Сейчас мы не представляем себе, как выглядела «Лунная ночь на Днепре» при своем рождении. Куинджи много экспериментировал с красочными пигментами, и не все из его экспериментов устояли во времени: некоторые краски - особенно битумные - потемнели. «Меня занимает следующая мысль,- писал Крамской Суворину,- долговечна ли та комбинация красок, которую открыл художник?
Быть может, Куинджи соединял вместе (зная или не зная - все равно) такие краски, которые находятся в природном антагонизме между собой и, по истечении известного времени, или потухнут, или изменятся и разложатся до того, что потомки будут пожимать плечами в недоумении: отчего приходили в восторг добродушные зрители?..
Вот во избежание такого несправедливого к нам отношения в будущем я бы не прочь составить, так сказать, протокол, что его «Ночь на Днепре» вся наполнена действительным светом и воздухом, его река - действительно совершает величественное течение и небо - настоящее, бездонное и глубокое...
Пусть потомки знают, что мы отдавали себе отчет и что ввиду невероятного и нового явления мы оставили к сведению и эту оговорку».
Все, как в жизни, и вместе с тем красивее и возвышеннее, чем в жизни. Перед зрителем не просто увиденный и запечатленный художником ландшафт, но рационально выверенный и поэтически трансформированный мир. Натура приобретает определенность, картинность.
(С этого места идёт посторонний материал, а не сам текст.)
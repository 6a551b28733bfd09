#[cfg(feature = "storage-local")]
use crate::LocalStorage;
#[cfg(feature = "storage-s3")]
use crate::S3Storage;
use crate::{ObjectStorage, StorageError, StorageResult};
use h5pack_core::{Config, StorageBackend};
use std::path::PathBuf;
use std::sync::Arc;

/// Where ingested packages are distributed.
///
/// Selected once at startup from configuration and never mutated
/// per-request. `Local` extracts archives straight onto disk below `root`;
/// `Remote` uploads each extracted file to an object store.
#[derive(Clone)]
pub enum StorageTarget {
    Local { root: PathBuf, base_url: String },
    Remote(Arc<dyn ObjectStorage>),
}

/// Build the storage target described by the configuration.
///
/// Fails fast with `ConfigError` when the selected backend cannot be
/// constructed, so a broken deployment never reaches its first upload.
pub async fn create_target(config: &Config) -> StorageResult<StorageTarget> {
    match config.storage_backend() {
        #[cfg(feature = "storage-s3")]
        StorageBackend::S3 => {
            let bucket = config
                .s3_bucket
                .clone()
                .ok_or_else(|| StorageError::ConfigError("S3_BUCKET not configured".to_string()))?;
            let region = config.s3_region().map(String::from).ok_or_else(|| {
                StorageError::ConfigError("S3_REGION or AWS_REGION not configured".to_string())
            })?;
            let endpoint = config.s3_endpoint.clone();

            let storage = S3Storage::new(bucket, region, endpoint).await?;
            Ok(StorageTarget::Remote(Arc::new(storage)))
        }

        #[cfg(not(feature = "storage-s3"))]
        StorageBackend::S3 => Err(StorageError::ConfigError(
            "S3 storage backend not available (storage-s3 feature not enabled)".to_string(),
        )),

        StorageBackend::Local => {
            let root = config.local_storage_path.clone().ok_or_else(|| {
                StorageError::ConfigError("LOCAL_STORAGE_PATH not configured".to_string())
            })?;
            let base_url = config.local_storage_base_url.clone().ok_or_else(|| {
                StorageError::ConfigError("LOCAL_STORAGE_BASE_URL not configured".to_string())
            })?;

            let root = PathBuf::from(root);
            tokio::fs::create_dir_all(&root).await.map_err(|e| {
                StorageError::ConfigError(format!(
                    "Failed to create content root {}: {}",
                    root.display(),
                    e
                ))
            })?;

            Ok(StorageTarget::Local { root, base_url })
        }
    }
}

/// Build a remote target backed by local disk, for tests and development.
#[cfg(feature = "storage-local")]
pub async fn create_local_remote_target(
    root: impl Into<PathBuf>,
    base_url: String,
) -> StorageResult<StorageTarget> {
    let storage = LocalStorage::new(root, base_url).await?;
    Ok(StorageTarget::Remote(Arc::new(storage)))
}
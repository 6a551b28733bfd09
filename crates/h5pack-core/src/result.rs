//! Publish result metadata.

use chrono::{DateTime, Utc};
use serde::{Deserialize, Serialize};

/// Outcome of a successful package ingestion.
///
/// The hosting plugin persists this record; the pipeline itself keeps no
/// state between requests.
#[derive(Debug, Clone, Serialize, Deserialize)]
pub struct PublishResult {
    /// Public URL of the published content. Points at the entry-point file
    /// when one was discovered, otherwise at the content prefix.
    pub url: String,
    /// Entry-point file found inside the package, e.g. `h5p.json`.
    pub entry_point: Option<String>,
    /// Declared file name of the uploaded package.
    pub package_name: String,
    /// Size of the uploaded package in bytes.
    pub size_bytes: u64,
    /// SHA-256 of the uploaded package, hex-encoded.
    pub checksum: String,
    /// When the ingestion completed.
    pub published_at: DateTime<Utc>,
}

#[cfg(test)]
mod tests {
    use super::*;

    #[test]
    fn test_result_serializes_round_trip() {
        let result = PublishResult {
            url: "http://localhost:3000/content/org/course/block1/h5p.json".to_string(),
            entry_point: Some("h5p.json".to_string()),
            package_name: "interactive-video.h5p".to_string(),
            size_bytes: 1024,
            checksum: "ab".repeat(32),
            published_at: Utc::now(),
        };

        let json = serde_json::to_string(&result).unwrap();
        let back: PublishResult = serde_json::from_str(&json).unwrap();
        assert_eq!(back.url, result.url);
        assert_eq!(back.entry_point, result.entry_point);
        assert_eq!(back.size_bytes, result.size_bytes);
    }
}
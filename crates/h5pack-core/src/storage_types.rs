use std::fmt::{Display, Formatter, Result as FmtResult};
use std::str::FromStr;

/// Storage backend types
///
/// This enum defines the available storage backend types. It's defined in
/// core because it's used by both configuration and the storage factory.
#[derive(Debug, Clone, Copy, PartialEq, Eq, serde::Serialize, serde::Deserialize)]
#[serde(rename_all = "lowercase")]
pub enum StorageBackend {
    S3,
    Local,
}

impl FromStr for StorageBackend {
    type Err = anyhow::Error;

    fn from_str(s: &str) -> Result<Self, Self::Err> {
        match s.to_lowercase().as_str() {
            "s3" | "object_store" => Ok(StorageBackend::S3),
            "local" => Ok(StorageBackend::Local),
            _ => Err(anyhow::anyhow!("Invalid storage backend: {}", s)),
        }
    }
}

impl Display for StorageBackend {
    fn fmt(&self, f: &mut Formatter<'_>) -> FmtResult {
        match self {
            StorageBackend::S3 => write!(f, "s3"),
            StorageBackend::Local => write!(f, "local"),
        }
    }
}
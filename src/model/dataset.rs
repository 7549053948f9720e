use std::collections::{
    BTreeMap,
    BTreeSet
};

use chrono::NaiveDate;

use crate::source::datasource::DataOrigin;

use super::division::{
    Division,
    DivisionFilter
};
use super::holiday::HolidayRecord;

/// The normalized holiday data: one date-ordered list per division plus the
/// common-to-all view.
///
/// Built once and never mutated; a refresh builds a new `Dataset`.
#[derive(Debug, Clone)]
pub struct Dataset {
    divisions: BTreeMap<Division, Vec<HolidayRecord>>,
    common: Vec<HolidayRecord>,
    origin: DataOrigin
}

impl Dataset {
    /// Each list must already be sorted by strictly increasing date.
    pub fn new(divisions: BTreeMap<Division, Vec<HolidayRecord>>, origin: DataOrigin) -> Dataset {
        let common = common_view(&divisions);
        Dataset { divisions, common, origin }
    }

    pub fn origin(&self) -> DataOrigin {
        self.origin
    }

    pub fn divisions(&self) -> impl Iterator<Item = Division> + '_ {
        self.divisions.keys().copied()
    }

    pub fn contains(&self, filter: DivisionFilter) -> bool {
        match filter {
            DivisionFilter::Common => true,
            DivisionFilter::Only(division) => self.divisions.contains_key(&division)
        }
    }

    /// The list for `filter`, or `None` when that division was not retained.
    pub fn holidays(&self, filter: DivisionFilter) -> Option<&[HolidayRecord]> {
        match filter {
            DivisionFilter::Common => Some(&self.common),
            DivisionFilter::Only(division) => self.divisions.get(&division).map(Vec::as_slice)
        }
    }

    pub fn holiday_count(&self) -> usize {
        self.divisions.values().map(Vec::len).sum()
    }

    pub fn common_dates(&self) -> BTreeSet<NaiveDate> {
        self.common.iter().map(HolidayRecord::date).collect()
    }
}

/// Dates present in every retained division, taken from the England and
/// Wales list when it is retained.
fn common_view(divisions: &BTreeMap<Division, Vec<HolidayRecord>>) -> Vec<HolidayRecord> {
    let dates_in_common = divisions
        .values()
        .map(|holidays| holidays.iter().map(HolidayRecord::date).collect::<BTreeSet<NaiveDate>>())
        .reduce(|s1, s2| s1.intersection(&s2).copied().collect());
    let base = divisions
        .get(&Division::EnglandAndWales)
        .or_else(|| divisions.values().next());

    match (base, dates_in_common) {
        (Some(holidays), Some(dates)) => holidays
            .iter()
            .filter(|holiday| dates.contains(&holiday.date()))
            .cloned()
            .collect(),
        _ => Vec::new()
    }
}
Частное и единичное предстает как облагороженное и типическое.
Куинджи романтизировал действительность, и это было именно тем, в чем нуждалось русское общество: устав от обыденности в искусстве, оно неосознанно тяготело к возвышающим и как бы очищающим душу мотивам.
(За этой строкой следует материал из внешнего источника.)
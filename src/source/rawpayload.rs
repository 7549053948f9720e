use std::collections::BTreeMap;

use serde::{
    Deserialize,
    Serialize
};

use crate::error::fetcherror::FetchError;
use crate::model::division::Division;

/// One event record exactly as the upstream document lists it.
#[derive(Debug, Clone, PartialEq, Eq, Serialize, Deserialize)]
pub struct RawEvent {
    pub title: String,
    pub date: String,
    #[serde(default)]
    pub notes: Option<String>,
    #[serde(default)]
    pub bunting: Option<bool>
}

impl RawEvent {
    pub fn new(date: &str, title: &str) -> RawEvent {
        RawEvent {
            title: title.to_owned(),
            date: date.to_owned(),
            notes: None,
            bunting: None
        }
    }

    pub fn with_notes(mut self, notes: &str) -> RawEvent {
        self.notes = Some(notes.to_owned());
        self
    }

    pub fn with_bunting(mut self, bunting: bool) -> RawEvent {
        self.bunting = Some(bunting);
        self
    }
}

#[derive(Debug, Clone, PartialEq, Eq, Serialize, Deserialize)]
pub struct RawDivision {
    #[serde(default)]
    pub division: String,
    pub events: Vec<RawEvent>
}

/// Untyped division-key → events mapping, as fetched or bundled.
/// Discarded once normalized.
#[derive(Debug, Clone, PartialEq, Eq, Default, Serialize, Deserialize)]
#[serde(transparent)]
pub struct RawSourcePayload {
    divisions: BTreeMap<String, RawDivision>
}

impl RawSourcePayload {
    pub fn new() -> RawSourcePayload {
        RawSourcePayload::default()
    }

    pub fn from_json_str(text: &str) -> Result<RawSourcePayload, serde_json::Error> {
        serde_json::from_str(text)
    }

    pub fn to_json_string(&self) -> Result<String, serde_json::Error> {
        let mut text = serde_json::to_string_pretty(self)?;
        text.push('\n');
        Ok(text)
    }

    pub fn divisions(&self) -> &BTreeMap<String, RawDivision> {
        &self.divisions
    }

    pub fn insert(&mut self, key: &str, events: Vec<RawEvent>) {
        self.divisions.insert(
            key.to_owned(),
            RawDivision { division: key.to_owned(), events }
        );
    }

    pub fn with_division(mut self, division: Division, events: Vec<RawEvent>) -> RawSourcePayload {
        self.insert(division.key(), events);
        self
    }

    pub fn events(&self) -> impl Iterator<Item = &RawEvent> {
        self.divisions.values().flat_map(|bucket| bucket.events.iter())
    }

    pub fn event_count(&self) -> usize {
        self.divisions.values().map(|bucket| bucket.events.len()).sum()
    }

    pub fn missing_divisions(&self) -> Vec<Division> {
        Division::ALL
            .iter()
            .copied()
            .filter(|division| !self.divisions.contains_key(division.key()))
            .collect()
    }

    pub fn unexpected_divisions(&self) -> Vec<String> {
        self.divisions
            .keys()
            .filter(|key| Division::from_key(key).is_err())
            .cloned()
            .collect()
    }

    /// Checks the shape a usable payload must have: every known division
    /// present, and every record carrying a date and an English title.
    ///
    /// Dates are only checked for presence here; the normalizer parses them
    /// and skips individual records it cannot read.
    pub fn validate(&self) -> Result<(), FetchError> {
        let missing = self.missing_divisions();
        if !missing.is_empty() {
            let keys: Vec<&str> = missing.iter().map(|division| division.key()).collect();
            return Err(FetchError::Shape(format!("missing divisions: {}", keys.join(", "))));
        }
        for (key, bucket) in self.divisions.iter() {
            let blank = bucket.events.iter().position(|event| {
                event.date.trim().is_empty() || event.title.trim().is_empty()
            });
            if let Some(index) = blank {
                return Err(FetchError::Shape(format!(
                    "event {} of '{}' has no date or title", index, key
                )));
            }
        }
        Ok(())
    }

    /// Merges a fresher payload into this one.
    ///
    /// Within each division, events from `latest` replace events on the same
    /// date; all other events are kept. Events end up ordered by date.
    pub fn merge(&mut self, latest: RawSourcePayload) {
        for (key, latest_bucket) in latest.divisions {
            let mut events_by_date: BTreeMap<String, RawEvent> = self.divisions
                .remove(&key)
                .map(|bucket| bucket.events)
                .unwrap_or_default()
                .into_iter()
                .map(|event| (event.date.clone(), event))
                .collect();
            for event in latest_bucket.events {
                events_by_date.insert(event.date.clone(), event);
            }
            self.insert(&key, events_by_date.into_values().collect());
        }
    }
}
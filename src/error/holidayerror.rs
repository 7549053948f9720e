use std::io;

use serde::Deserialize;
use thiserror::Error;

use crate::model::division::Division;

/// Errors surfaced to callers of the engine.
///
/// Data-availability problems never show up here: a failed live fetch falls
/// back to the bundled snapshot and a malformed record is skipped. Only
/// programmer errors and a broken bundled artifact reach the caller.
#[derive(Debug, Error)]
pub enum HolidayError {
    #[error("invalid argument: {0}")]
    InvalidArgument(String),

    #[error("unknown division '{0}'")]
    UnknownDivision(String),

    #[error("unknown locale '{0}'")]
    UnknownLocale(String),

    #[error("division '{0}' is not part of the loaded dataset")]
    DivisionNotLoaded(Division),

    #[error("bundled holiday data is unusable: {0}")]
    SnapshotUnavailable(String),

    #[error(transparent)]
    Io(#[from] io::Error),

    #[error(transparent)]
    JsonParse(#[from] serde_json::Error),
}

impl HolidayError {
    pub fn parse_json_value<T>(json_value: serde_json::Value) -> Result<T, HolidayError>
    where
        T: for<'a> Deserialize<'a>,
    {
        serde_json::from_value(json_value).map_err(HolidayError::JsonParse)
    }

    pub fn negative_count(count: i32) -> HolidayError {
        HolidayError::InvalidArgument(format!("count must not be negative, got {}", count))
    }
}
use std::fmt;
use std::str::FromStr;

use serde::{
    Deserialize,
    Serialize
};

use crate::error::holidayerror::HolidayError;

/// Serialized as its code; deserialized through `from_code`, so any tag
/// with a supported primary subtag is accepted.
#[derive(Debug, Clone, Copy, PartialEq, Eq, PartialOrd, Ord, Hash, Default, Serialize, Deserialize)]
#[serde(try_from = "String")]
pub enum Locale {
    #[default]
    #[serde(rename = "en")]
    English,
    #[serde(rename = "cy")]
    Welsh
}

impl Locale {
    /// Locale of the upstream text; every holiday carries it.
    pub const DEFAULT: Locale = Locale::English;

    pub const ALL: [Locale; 2] = [Locale::English, Locale::Welsh];

    pub fn code(&self) -> &'static str {
        match self {
            Locale::English => "en",
            Locale::Welsh => "cy"
        }
    }

    /// Matches on the primary language subtag, so `cy-GB` and `en_GB` work.
    pub fn from_code(code: &str) -> Result<Locale, HolidayError> {
        let primary = code
            .trim()
            .split(['-', '_'])
            .next()
            .unwrap_or_default();
        Locale::ALL
            .iter()
            .copied()
            .find(|locale| locale.code().eq_ignore_ascii_case(primary))
            .ok_or_else(|| HolidayError::UnknownLocale(code.to_owned()))
    }

    /// Locales to try, most specific first, ending with the default.
    pub fn fallback_chain(&self) -> Vec<Locale> {
        if *self == Locale::DEFAULT {
            vec![Locale::DEFAULT]
        } else {
            vec![*self, Locale::DEFAULT]
        }
    }
}

impl fmt::Display for Locale {
    fn fmt(&self, f: &mut fmt::Formatter<'_>) -> fmt::Result {
        f.write_str(self.code())
    }
}

impl FromStr for Locale {
    type Err = HolidayError;

    fn from_str(s: &str) -> Result<Self, Self::Err> {
        Locale::from_code(s)
    }
}

impl TryFrom<String> for Locale {
    type Error = HolidayError;

    fn try_from(code: String) -> Result<Self, Self::Error> {
        Locale::from_code(&code)
    }
}

#[cfg(test)]
mod tests {
    use super::*;

    #[test]
    fn parses_language_tags() {
        assert_eq!(Locale::from_code("cy").unwrap(), Locale::Welsh);
        assert_eq!(Locale::from_code("cy-GB").unwrap(), Locale::Welsh);
        assert_eq!(Locale::from_code("EN_gb").unwrap(), Locale::English);
    }

    #[test]
    fn rejects_unsupported_locale() {
        assert!(matches!(Locale::from_code("fr"), Err(HolidayError::UnknownLocale(_))));
        assert!(matches!(Locale::from_code(""), Err(HolidayError::UnknownLocale(_))));
    }

    #[test]
    fn deserializes_language_tags() {
        assert_eq!(serde_json::from_str::<Locale>(r#""cy-GB""#).unwrap(), Locale::Welsh);
        assert_eq!(serde_json::from_str::<Locale>(r#""EN_gb""#).unwrap(), Locale::English);
        assert!(serde_json::from_str::<Locale>(r#""fr""#).is_err());
        assert_eq!(serde_json::to_string(&Locale::Welsh).unwrap(), r#""cy""#);
    }

    #[test]
    fn fallback_chain_ends_with_default() {
        assert_eq!(Locale::Welsh.fallback_chain(), vec![Locale::Welsh, Locale::English]);
        assert_eq!(Locale::English.fallback_chain(), vec![Locale::English]);
    }
}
«Куинджи понял натуру гораздо выше, чем понимали ее до сих пор натуралисты,- и вследствие этого картинами Куинджи должна начаться новая эра в живописи, - писал в статье «Наши художественные итоги» Суворин.- Его вещи будут издаваться, они породят особую школу.
Всматриваясь в произведения Куинджи и обсуждая их, художники поймут, что надо не списывать, не копировать, так сказать, натуру, а вглядываться в нее, вдумываться, видеть натуру в общем, в гармонии, а не в частях, не в деталях, замечать не тот или другой тон отдельно, но видеть его в связи со всеми остальными; видеть не так, как он намечается или кажется по отношению к близлежащему, а уразуметь все те комбинации, все те переходы, какими он может быть определен в связи с целым.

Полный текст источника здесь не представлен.